Cherry blossoms are one of Japan’s most famous attractions of spring and can be seen all over the country – from the northern tip to the southern islands, in the mountains and by the water, among the busy skyscrapers and in the peaceful villages. The “front” known as Sakura Zensen appears above the south western seas in mid March and moves northwards over a span of roughly 2 months, reaching the northernmost regions of the country in early May. Sakura Spectacles invites visitors to explore the Japanese spring beauty by introducing basic facts, famous viewing spots and related events.

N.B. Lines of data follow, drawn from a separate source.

use std::time::Duration;

use reqwest::{header::HeaderName, Client, RequestBuilder, StatusCode};
use serde::{de::DeserializeOwned, Deserialize, Serialize};
use url::Url;

use crate::attestation::AttestationError;

pub const DEFAULT_API_KEY_HEADER: &str = "X-API-KEY";

const LOG_TARGET: &str = "transport";

/// How a service expects the API key to be presented.
#[derive(Debug, Clone, PartialEq, Eq)]
pub enum AuthScheme {
    None,
    /// Key sent verbatim in the named header.
    ApiKeyHeader(String),
    /// `Authorization: Bearer <key>`
    Bearer,
}

impl Default for AuthScheme {
    fn default() -> Self {
        AuthScheme::ApiKeyHeader(DEFAULT_API_KEY_HEADER.to_owned())
    }
}

/// Where a service lives and how to authenticate against it.
#[derive(Debug, Clone)]
pub struct ServiceConfig {
    pub base_url: Url,
    pub auth: AuthScheme,
    pub api_key: Option<String>,
}

impl ServiceConfig {
    pub fn new(base_url: Url) -> Self {
        Self {
            base_url,
            auth: AuthScheme::None,
            api_key: None,
        }
    }

    pub fn with_auth(mut self, auth: AuthScheme, api_key: Option<String>) -> Self {
        self.auth = auth;
        self.api_key = api_key;
        self
    }
}

#[derive(Debug, Clone)]
pub struct TransportConfig {
    /// Upper bound for a single request, connect included.
    pub timeout: Duration,
    pub connect_timeout: Duration,
}

impl Default for TransportConfig {
    fn default() -> Self {
        Self {
            timeout: Duration::from_secs(30),
            connect_timeout: Duration::from_secs(5),
        }
    }
}

/// Joins `path` onto `base` so that the result does not depend on whether
/// `base` carries a trailing slash or `path` a leading one.
pub fn join_url(base: &Url, path: &str) -> Result<Url, url::ParseError> {
    let mut base = base.clone();
    if !base.path().ends_with('/') {
        let with_slash = format!("{}/", base.path());
        base.set_path(&with_slash);
    }
    base.join(path.trim_start_matches('/'))
}

/// JSON-over-HTTP helper shared by every phase talking to one service.
#[derive(Debug, Clone)]
pub struct HttpTransport {
    client: Client,
    service: ServiceConfig,
}

impl HttpTransport {
    pub fn new(service: ServiceConfig, config: &TransportConfig) -> Result<Self, AttestationError> {
        if let AuthScheme::ApiKeyHeader(name) = &service.auth {
            HeaderName::from_bytes(name.as_bytes()).map_err(|e| {
                AttestationError::InvalidRequest(format!("invalid API key header {name:?}: {e}"))
            })?;
        }
        let client = Client::builder()
            .timeout(config.timeout)
            .connect_timeout(config.connect_timeout)
            .build()
            .map_err(|e| AttestationError::transport(None, e))?;
        Ok(Self { client, service })
    }

    pub fn url(&self, path: &str) -> Result<Url, AttestationError> {
        join_url(&self.service.base_url, path).map_err(|e| {
            AttestationError::InvalidRequest(format!(
                "cannot join {path:?} onto {}: {e}",
                self.service.base_url
            ))
        })
    }

    /// POSTs `body` as JSON. Each call is bounded by the configured timeout.
    pub async fn post_json<B: Serialize + ?Sized>(
        &self,
        path: &str,
        body: &B,
    ) -> Result<RawResponse, AttestationError> {
        let url = self.url(path)?;
        let request = self.authorize(self.client.post(url.clone()).json(body))?;
        log::debug!(target: LOG_TARGET, "POST {}", url);

        let response = request
            .send()
            .await
            .map_err(|e| classify_send_error(&url, e))?;
        let status = response.status();
        let body = response
            .text()
            .await
            .map_err(|e| classify_send_error(&url, e))?;
        log::trace!(target: LOG_TARGET, "{} answered {}: {}", url, status, body);

        Ok(RawResponse { status, body })
    }

    fn authorize(&self, builder: RequestBuilder) -> Result<RequestBuilder, AttestationError> {
        match &self.service.auth {
            AuthScheme::None => Ok(builder),
            AuthScheme::ApiKeyHeader(name) => Ok(builder.header(name.as_str(), self.api_key()?)),
            AuthScheme::Bearer => Ok(builder.bearer_auth(self.api_key()?)),
        }
    }

    fn api_key(&self) -> Result<&str, AttestationError> {
        match self.service.api_key.as_deref() {
            Some(key) if !key.trim().is_empty() => Ok(key),
            _ => Err(AttestationError::Auth {
                status: None,
                message: format!("no API key configured for {}", self.service.base_url),
            }),
        }
    }
}

fn classify_send_error(url: &Url, e: reqwest::Error) -> AttestationError {
    if e.is_timeout() {
        AttestationError::transport(None, format!("request to {url} timed out"))
    } else {
        AttestationError::transport(e.status().map(|s| s.as_u16()), format!("{url}: {e}"))
    }
}

/// Status and body of a completed exchange, before any interpretation.
#[derive(Debug, Clone)]
pub struct RawResponse {
    pub status: StatusCode,
    pub body: String,
}

impl RawResponse {
    pub fn is_success(&self) -> bool {
        self.status.is_success()
    }

    pub fn json<T: DeserializeOwned>(&self) -> Result<T, serde_json::Error> {
        serde_json::from_str(&self.body)
    }

    pub fn error_body(&self) -> ErrorBody {
        self.json().unwrap_or_default()
    }

    pub fn failure_message(&self) -> String {
        match self.error_body().describe() {
            Some(message) => message,
            None if self.body.trim().is_empty() => self
                .status
                .canonical_reason()
                .unwrap_or("no reason given")
                .to_owned(),
            None => self.body.chars().take(200).collect(),
        }
    }

    /// Maps a non-2xx answer to `Auth` or `Transport`. An auth code in the
    /// body's `statusCode` wins over the HTTP status.
    pub fn classify_failure(&self) -> AttestationError {
        let status = match self.error_body().status_code {
            Some(code) if is_auth_status(code) => code,
            _ => self.status.as_u16(),
        };
        failure(status, self.failure_message())
    }

    /// Failure the verifier reports inside a 2xx body through `statusCode`.
    pub fn embedded_failure(&self) -> Option<AttestationError> {
        let body = self.error_body();
        let code = body.status_code?;
        let message = body.describe().unwrap_or_else(|| "unknown error".to_owned());
        Some(failure(code, message))
    }
}

fn failure(status: u16, message: String) -> AttestationError {
    if is_auth_status(status) {
        AttestationError::Auth {
            status: Some(status),
            message,
        }
    } else {
        AttestationError::Transport {
            status: Some(status),
            message,
        }
    }
}

pub fn is_auth_status(status: u16) -> bool {
    status == StatusCode::UNAUTHORIZED.as_u16() || status == StatusCode::FORBIDDEN.as_u16()
}

/// Error shapes returned by the verifier (`statusCode`/`message`) and the
/// DA layer (`error`).
#[derive(Debug, Default, Clone, Deserialize)]
#[serde(rename_all = "camelCase")]
pub struct ErrorBody {
    pub status_code: Option<u16>,
    pub message: Option<String>,
    pub error: Option<String>,
}

impl ErrorBody {
    pub fn describe(&self) -> Option<String> {
        match (self.message.as_deref(), self.error.as_deref()) {
            (Some(message), _) if !message.is_empty() => Some(message.to_owned()),
            (_, Some(error)) if !error.is_empty() => Some(error.to_owned()),
            _ => self.status_code.map(|code| format!("status code {code}")),
        }
    }
}

#[cfg(test)]
mod tests {
    use super::*;

    #[test]
    fn test_join_url_ignores_trailing_slash_on_base() {
        let with = Url::parse("https://verifier.example/").unwrap();
        let without = Url::parse("https://verifier.example").unwrap();
        assert_eq!(
            join_url(&with, "verifier/eth/EVMTransaction/prepareRequest").unwrap(),
            join_url(&without, "verifier/eth/EVMTransaction/prepareRequest").unwrap()
        );

        let with = Url::parse("https://da.example/coston2/").unwrap();
        let without = Url::parse("https://da.example/coston2").unwrap();
        let joined = join_url(&without, "/api/v1/fdc/proof-by-request-round-raw").unwrap();
        assert_eq!(
            joined,
            join_url(&with, "api/v1/fdc/proof-by-request-round-raw").unwrap()
        );
        assert_eq!(
            joined.as_str(),
            "https://da.example/coston2/api/v1/fdc/proof-by-request-round-raw"
        );
        assert!(!joined.path().contains("//"));
    }

    #[test]
    fn test_invalid_header_name_is_rejected_up_front() {
        let service = ServiceConfig::new(Url::parse("http://127.0.0.1:9/").unwrap()).with_auth(
            AuthScheme::ApiKeyHeader("bad header".to_owned()),
            Some("key".to_owned()),
        );
        let result = HttpTransport::new(service, &TransportConfig::default());
        assert!(matches!(result, Err(AttestationError::InvalidRequest(_))));
    }

    #[tokio::test]
    async fn test_missing_api_key_fails_before_any_request() {
        for auth in [AuthScheme::default(), AuthScheme::Bearer] {
            // Nothing listens on the discard port; reaching the network would give `Transport`.
            let service =
                ServiceConfig::new(Url::parse("http://127.0.0.1:9/").unwrap()).with_auth(auth, None);
            let transport = HttpTransport::new(service, &TransportConfig::default()).unwrap();
            let result = transport.post_json("prepareRequest", &serde_json::json!({})).await;
            assert!(matches!(
                result,
                Err(AttestationError::Auth { status: None, .. })
            ));
        }
    }

    #[test]
    fn test_failure_message_prefers_service_message() {
        let response = RawResponse {
            status: StatusCode::UNAUTHORIZED,
            body: r#"{"statusCode":401,"message":"invalid api key"}"#.to_owned(),
        };
        assert!(matches!(
            response.classify_failure(),
            AttestationError::Auth { status: Some(401), message } if message == "invalid api key"
        ));

        let response = RawResponse {
            status: StatusCode::BAD_GATEWAY,
            body: String::new(),
        };
        assert!(matches!(
            response.classify_failure(),
            AttestationError::Transport { status: Some(502), message } if message == "Bad Gateway"
        ));
    }

    #[test]
    fn test_auth_code_in_body_is_classified_as_auth() {
        let response = RawResponse {
            status: StatusCode::BAD_REQUEST,
            body: r#"{"statusCode":401,"message":"Unauthorized"}"#.to_owned(),
        };
        assert!(matches!(
            response.classify_failure(),
            AttestationError::Auth { status: Some(401), message } if message == "Unauthorized"
        ));

        let response = RawResponse {
            status: StatusCode::BAD_REQUEST,
            body: r#"{"statusCode":422,"message":"bad hash"}"#.to_owned(),
        };
        assert!(matches!(
            response.classify_failure(),
            AttestationError::Transport { status: Some(400), .. }
        ));
    }

    #[test]
    fn test_embedded_failure_in_success_body() {
        let ok = |body: &str| RawResponse {
            status: StatusCode::OK,
            body: body.to_owned(),
        };
        assert!(matches!(
            ok(r#"{"statusCode":403,"message":"forbidden"}"#).embedded_failure(),
            Some(AttestationError::Auth { status: Some(403), .. })
        ));
        assert!(matches!(
            ok(r#"{"statusCode":500}"#).embedded_failure(),
            Some(AttestationError::Transport { status: Some(500), message }) if message == "status code 500"
        ));
        assert!(ok(r#"{"roundId":7}"#).embedded_failure().is_none());
        assert!(ok("not json").embedded_failure().is_none());
    }
}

The earliest cherry blossoms bloom in late January in the Okinawa islands. This is the Kanhizakura kind, and looks quite different from the ones seen in the mainland. In warmer regions other than Okinawa – such as Kyushu, Shikoku and the coastal areas of south-western Japan – cherry blossoms generally start blooming in mid to late March and reach full bloom in early April. Inland regions and coastal regions facing Sea of Japan see the blossoms about 10 days later, and southern area of Tohoku, in mid April. In late April to early May the “front” reaches northern Tohoku and Hokkaido. Except for Okinawa, Kochi and Shizuoka Prefectures are the first to have the blossoms.


Until a couple of years ago, the Japan Meteorological Agency officially made the blossoming forcast (Kaika Yoso) and gave the official “blossoming” announcement (Kaika Sengen), but today, several private businesses provide the blossoming forecast. In making the forecast, the term “blossoming” (Kaika) is defined as when about one to five or six blossoms bloom on one designated tree (Someiyoshino kind) blooms (definitions slightly differ by organization). “Full bloom” (Mankai) is when over 80% of the blossoms on a single tree blooms, and in the case of Kanto Region, it takes roughly one week to reach full bloom from the first blossoming.

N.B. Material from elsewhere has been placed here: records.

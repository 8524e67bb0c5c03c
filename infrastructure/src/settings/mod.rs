//! Settings file adapter

mod file_source;

pub use file_source::FileSettingsSource;
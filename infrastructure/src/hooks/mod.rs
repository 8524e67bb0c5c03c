//! In-process hook dispatch

mod hook_table;

pub use hook_table::HookTable;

For cherry blossom forecast in English, check the Japan National Tourism Organization website .

Cherry, Plum and Peach Blossoms
If you have been in Japan during late winter to spring, you might have noticed that there are some blossoms that look a lot like cherry blossoms but you feel like it’s too early for them. These are plum and peach blossoms, and are often confused with cherry blossoms even by Japanese people. Of these, plum blooms first, but in the colder regions like Tohoku and Hokkaido, there are many cases in which all of them come out at once. Even in the warmer areas, because some of the cherry blossom cultivars bloom very early and also because the earlier kinds mostly have darker colors, differentiating them seems to become harder.

Cherry Blossoms

Cherry BlossomsCherry blossoms generally bloom in late March to April, with the exception of early kinds that bloom in February or even January. Because of the long stalks and the rich number of flowers, they look like pompons falling from the branches and present a gorgeous appearance. Also, cherry trees tend to have more blossoms towards the end of the branch. The tip of each petal has a small slit.

Plum Blossoms

Plum BlossomsAmong these three, plum blossoms bloom first, starting in February. Unlike cherry and peach, plum blossoms do not have stalks so the blossoms directly blossom on the branch. Each joint in the branch has only one bud so the branch looks relatively spacious, even more so towards the end of the branch. The petals are round as compared to cherry or peach blossoms.

Peach Blossoms

Peach BlossomsPeach blossoms do have stalks but they are very short so they look more like plum blossoms than cherry blossoms. However, they seem just a little more voluminous than plum since peach puts on two buds per joint and also because it has blossoms on the whole branch. Petals are longer and sharper than the other two, with no slits.